Ethical Crisis in Contemporary Politics
Decline of Moral Legitimacy
- Political authority increasingly seeks symbolic sanctification (religious imagery, nationalism), reflecting insecurity due to weak ethical foundations.
- Attempts to appropriate sacred symbols for political legitimacy reveal deeper crisis of credibility and moral coherence.
Moral Authority vs Political Power
- Ethical interventions (e.g., religious calls for peace) are dismissed as interference, indicating shrinking space for normative discourse in governance.
- Rise of spectacle politics and meme culture trivialises ethical critique, reducing serious moral questions to populist narratives.
Fragmentation of Moral Frameworks
- Politics replaces universal ethics with:
- Expediency-based morality
- Binary narratives of “absolute good vs evil”
- Leads to:
- Polarisation
- Decline of deliberative democracy
War as Ultimate Ethical Failure
Dehumanisation in Modern Conflict
- War represents collapse of moral imagination, where adversaries are reduced to abstract enemies rather than human beings with dignity.
- Precondition:
- Systematic dehumanisation, enabling justification of large-scale violence.

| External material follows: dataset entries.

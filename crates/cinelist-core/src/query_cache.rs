use futures::future::{BoxFuture, FutureExt, Shared};
use std::collections::HashMap;
use std::fmt::Debug;
use std::hash::Hash;
use std::sync::{Mutex, MutexGuard};
use std::time::Duration;
use tokio::time::Instant;
use tracing::debug;

pub const DEFAULT_STALE_TIME: Duration = Duration::from_secs(5 * 60);
pub const DEFAULT_GC_TIME: Duration = Duration::from_secs(10 * 60);

#[derive(Debug, Clone, Copy, PartialEq, Eq)]
pub enum FetchPolicy {
    /// Serve a fresh entry if there is one, otherwise join or start a request
    CacheFirst,
    /// Always start a new request
    NetworkOnly,
}

struct CacheEntry<V> {
    value: V,
    fetched_at: Instant,
    last_used: Instant,
}

type SharedFetch<V, E> = Shared<BoxFuture<'static, Result<V, E>>>;

struct InFlight<V, E> {
    id: u64,
    future: SharedFetch<V, E>,
}

struct CacheInner<K, V, E> {
    entries: HashMap<K, CacheEntry<V>>,
    in_flight: HashMap<K, InFlight<V, E>>,
    next_id: u64,
}

/// Keyed response cache with a freshness window, idle eviction and request coalescing.
///
/// Concurrent callers asking for the same key while a request is outstanding share that
/// request's result. Only successful results are cached.
pub struct QueryCache<K, V, E> {
    stale_time: Duration,
    gc_time: Duration,
    inner: Mutex<CacheInner<K, V, E>>,
}

impl<K, V, E> QueryCache<K, V, E>
where
    K: Eq + Hash + Clone + Debug,
    V: Clone,
    E: Clone,
{
    pub fn new(stale_time: Duration, gc_time: Duration) -> Self {
        Self {
            stale_time,
            gc_time,
            inner: Mutex::new(CacheInner {
                entries: HashMap::new(),
                in_flight: HashMap::new(),
                next_id: 0,
            }),
        }
    }

    fn lock(&self) -> MutexGuard<'_, CacheInner<K, V, E>> {
        self.inner.lock().unwrap_or_else(|poisoned| poisoned.into_inner())
    }

    pub async fn fetch<F>(&self, key: K, policy: FetchPolicy, fetcher: F) -> Result<V, E>
    where
        F: FnOnce() -> BoxFuture<'static, Result<V, E>>,
    {
        let (id, future) = {
            let mut inner = self.lock();
            let now = Instant::now();
            self.evict_idle(&mut inner, now);

            let joined = match policy {
                FetchPolicy::CacheFirst => {
                    if let Some(entry) = inner.entries.get_mut(&key) {
                        if now.duration_since(entry.fetched_at) < self.stale_time {
                            entry.last_used = now;
                            debug!("Cache hit: {:?}", key);
                            return Ok(entry.value.clone());
                        }
                    }
                    inner
                        .in_flight
                        .get(&key)
                        .map(|in_flight| (in_flight.id, in_flight.future.clone()))
                }
                FetchPolicy::NetworkOnly => None,
            };

            match joined {
                Some(joined) => {
                    debug!("Joining in-flight request: {:?}", key);
                    joined
                }
                None => {
                    debug!("Cache miss: {:?}", key);
                    let id = inner.next_id;
                    inner.next_id += 1;
                    let future = fetcher().shared();
                    inner.in_flight.insert(
                        key.clone(),
                        InFlight {
                            id,
                            future: future.clone(),
                        },
                    );
                    (id, future)
                }
            }
        };

        let result = future.await;

        // Whichever caller finishes first records the outcome for this request
        let mut inner = self.lock();
        if inner.in_flight.get(&key).map(|in_flight| in_flight.id) == Some(id) {
            inner.in_flight.remove(&key);
            if let Ok(value) = &result {
                let now = Instant::now();
                inner.entries.insert(
                    key,
                    CacheEntry {
                        value: value.clone(),
                        fetched_at: now,
                        last_used: now,
                    },
                );
            }
        }
        result
    }

    /// Drop every entry whose key matches. Requests already in flight for those keys
    /// still resolve for their callers but no longer write to the cache.
    pub fn invalidate<P>(&self, predicate: P) -> usize
    where
        P: Fn(&K) -> bool,
    {
        let mut inner = self.lock();
        inner.in_flight.retain(|key, _| !predicate(key));
        let before = inner.entries.len();
        inner.entries.retain(|key, _| !predicate(key));
        let removed = before - inner.entries.len();
        if removed > 0 {
            debug!("Invalidated {} cache entries", removed);
        }
        removed
    }

    /// Evict entries that have not been used for longer than the GC window
    pub fn collect_garbage(&self) -> usize {
        let mut inner = self.lock();
        self.evict_idle(&mut inner, Instant::now())
    }

    fn evict_idle(&self, inner: &mut CacheInner<K, V, E>, now: Instant) -> usize {
        let before = inner.entries.len();
        let gc_time = self.gc_time;
        inner
            .entries
            .retain(|_, entry| now.duration_since(entry.last_used) < gc_time);
        let evicted = before - inner.entries.len();
        if evicted > 0 {
            debug!("Evicted {} idle cache entries", evicted);
        }
        evicted
    }
}

impl<K, V, E> Default for QueryCache<K, V, E>
where
    K: Eq + Hash + Clone + Debug,
    V: Clone,
    E: Clone,
{
    fn default() -> Self {
        Self::new(DEFAULT_STALE_TIME, DEFAULT_GC_TIME)
    }
}

#[cfg(test)]
mod tests {
    use super::*;
    use std::sync::atomic::{AtomicUsize, Ordering};
    use std::sync::Arc;

    type TestCache = QueryCache<&'static str, u32, String>;

    fn counting_fetch(
        calls: &Arc<AtomicUsize>,
        value: u32,
        delay: Duration,
    ) -> impl FnOnce() -> BoxFuture<'static, Result<u32, String>> {
        let calls = Arc::clone(calls);
        move || {
            async move {
                calls.fetch_add(1, Ordering::SeqCst);
                tokio::time::sleep(delay).await;
                Ok(value)
            }
            .boxed()
        }
    }

    #[tokio::test(start_paused = true)]
    async fn test_fresh_entry_is_served_from_cache() {
        let cache = TestCache::default();
        let calls = Arc::new(AtomicUsize::new(0));

        let first = cache
            .fetch("a", FetchPolicy::CacheFirst, counting_fetch(&calls, 1, Duration::ZERO))
            .await;
        let second = cache
            .fetch("a", FetchPolicy::CacheFirst, counting_fetch(&calls, 2, Duration::ZERO))
            .await;

        assert_eq!(first, Ok(1));
        assert_eq!(second, Ok(1));
        assert_eq!(calls.load(Ordering::SeqCst), 1);
    }

    #[tokio::test(start_paused = true)]
    async fn test_stale_entry_is_refetched() {
        let cache = TestCache::default();
        let calls = Arc::new(AtomicUsize::new(0));

        cache
            .fetch("a", FetchPolicy::CacheFirst, counting_fetch(&calls, 1, Duration::ZERO))
            .await
            .unwrap();
        tokio::time::advance(Duration::from_secs(5 * 60 + 1)).await;

        let value = cache
            .fetch("a", FetchPolicy::CacheFirst, counting_fetch(&calls, 2, Duration::ZERO))
            .await;
        assert_eq!(value, Ok(2));
        assert_eq!(calls.load(Ordering::SeqCst), 2);
    }

    #[tokio::test(start_paused = true)]
    async fn test_network_only_bypasses_fresh_entry() {
        let cache = TestCache::default();
        let calls = Arc::new(AtomicUsize::new(0));

        cache
            .fetch("a", FetchPolicy::CacheFirst, counting_fetch(&calls, 1, Duration::ZERO))
            .await
            .unwrap();
        let value = cache
            .fetch("a", FetchPolicy::NetworkOnly, counting_fetch(&calls, 9, Duration::ZERO))
            .await;

        assert_eq!(value, Ok(9));
        assert_eq!(calls.load(Ordering::SeqCst), 2);

        let cached = cache
            .fetch("a", FetchPolicy::CacheFirst, counting_fetch(&calls, 10, Duration::ZERO))
            .await;
        assert_eq!(cached, Ok(9));
        assert_eq!(calls.load(Ordering::SeqCst), 2);
    }

    #[tokio::test(start_paused = true)]
    async fn test_concurrent_requests_are_coalesced() {
        let cache = TestCache::default();
        let calls = Arc::new(AtomicUsize::new(0));

        let (a, b) = tokio::join!(
            cache.fetch("a", FetchPolicy::CacheFirst, counting_fetch(&calls, 1, Duration::from_millis(50))),
            cache.fetch("a", FetchPolicy::CacheFirst, counting_fetch(&calls, 2, Duration::from_millis(50))),
        );

        assert_eq!(a, Ok(1));
        assert_eq!(b, Ok(1));
        assert_eq!(calls.load(Ordering::SeqCst), 1);
    }

    #[tokio::test(start_paused = true)]
    async fn test_errors_are_not_cached() {
        let cache = TestCache::default();

        let failed = cache
            .fetch("a", FetchPolicy::CacheFirst, || async { Err("boom".to_string()) }.boxed())
            .await;
        assert_eq!(failed, Err("boom".to_string()));

        let calls = Arc::new(AtomicUsize::new(0));
        let value = cache
            .fetch("a", FetchPolicy::CacheFirst, counting_fetch(&calls, 3, Duration::ZERO))
            .await;
        assert_eq!(value, Ok(3));
        assert_eq!(calls.load(Ordering::SeqCst), 1);
    }

    #[tokio::test(start_paused = true)]
    async fn test_idle_entries_are_collected() {
        let cache = TestCache::default();
        let calls = Arc::new(AtomicUsize::new(0));

        cache
            .fetch("a", FetchPolicy::CacheFirst, counting_fetch(&calls, 1, Duration::ZERO))
            .await
            .unwrap();
        tokio::time::advance(Duration::from_secs(9 * 60)).await;
        assert_eq!(cache.collect_garbage(), 0);

        tokio::time::advance(Duration::from_secs(60)).await;
        assert_eq!(cache.collect_garbage(), 1);
        assert_eq!(cache.collect_garbage(), 0);
    }

    #[tokio::test(start_paused = true)]
    async fn test_invalidate_by_predicate() {
        let cache = TestCache::default();
        let calls = Arc::new(AtomicUsize::new(0));

        for key in ["keep", "drop-1", "drop-2"] {
            cache
                .fetch(key, FetchPolicy::CacheFirst, counting_fetch(&calls, 1, Duration::ZERO))
                .await
                .unwrap();
        }

        assert_eq!(cache.invalidate(|key| key.starts_with("drop")), 2);
        assert_eq!(calls.load(Ordering::SeqCst), 3);

        cache
            .fetch("keep", FetchPolicy::CacheFirst, counting_fetch(&calls, 2, Duration::ZERO))
            .await
            .unwrap();
        assert_eq!(calls.load(Ordering::SeqCst), 3);

        let refetched = cache
            .fetch("drop-1", FetchPolicy::CacheFirst, counting_fetch(&calls, 2, Duration::ZERO))
            .await;
        assert_eq!(refetched, Ok(2));
        assert_eq!(calls.load(Ordering::SeqCst), 4);
    }

    #[tokio::test(start_paused = true)]
    async fn test_invalidated_in_flight_request_is_not_cached() {
        let cache = TestCache::default();
        let calls = Arc::new(AtomicUsize::new(0));

        let (late, removed) = tokio::join!(
            cache.fetch("a", FetchPolicy::CacheFirst, counting_fetch(&calls, 1, Duration::from_millis(100))),
            async {
                tokio::time::sleep(Duration::from_millis(10)).await;
                cache.invalidate(|key| *key == "a")
            },
        );
        assert_eq!(late, Ok(1));
        assert_eq!(removed, 0);

        let value = cache
            .fetch("a", FetchPolicy::CacheFirst, counting_fetch(&calls, 2, Duration::ZERO))
            .await;
        assert_eq!(value, Ok(2));
        assert_eq!(calls.load(Ordering::SeqCst), 2);
    }
}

Evolution of Warfare Ethics
- Classical wars (e.g., Homeric epics):
- Retained direct human engagement and moral recognition
- Modern warfare:
- Conducted through technology (drones, aerial bombing), creating psychological and ethical distance.
- Jean Baudrillard argued modern war becomes “simulation”, where human suffering is reduced to data points.
Historical Evidence of Ethical Collapse
- Firebombing of Dresden, Hiroshima, Nagasaki illustrate industrial-scale rationalisation of civilian destruction.
- Contemporary conflicts (Gaza, Ukraine) show continued normalisation of “collateral damage” narratives.
Theoretical Anchors
Justice-Based Framework
- John Rawls:
- Veil of ignorance ensures fairness by removing bias of identity and privilege.
- Highlights:
- Need for institutional ethics in policymaking
Human Nature Perspective
- Bertrand Russell:
- Humans driven by power, rivalry, acquisitiveness, requiring strong ethical constraints.
Historical Insight
- Assassination of Julius Caesar justified as defence of liberty, but led to civil war and imperial rule, showing moral rhetoric masking political calculation.
Key Challenges
- Erosion of moral legitimacy as politics prioritises electoral success and power accumulation over ethical accountability, weakening trust in democratic institutions.
- Rise of performative politics where symbolism and spectacle replace substantive ethical engagement, reducing governance to image management.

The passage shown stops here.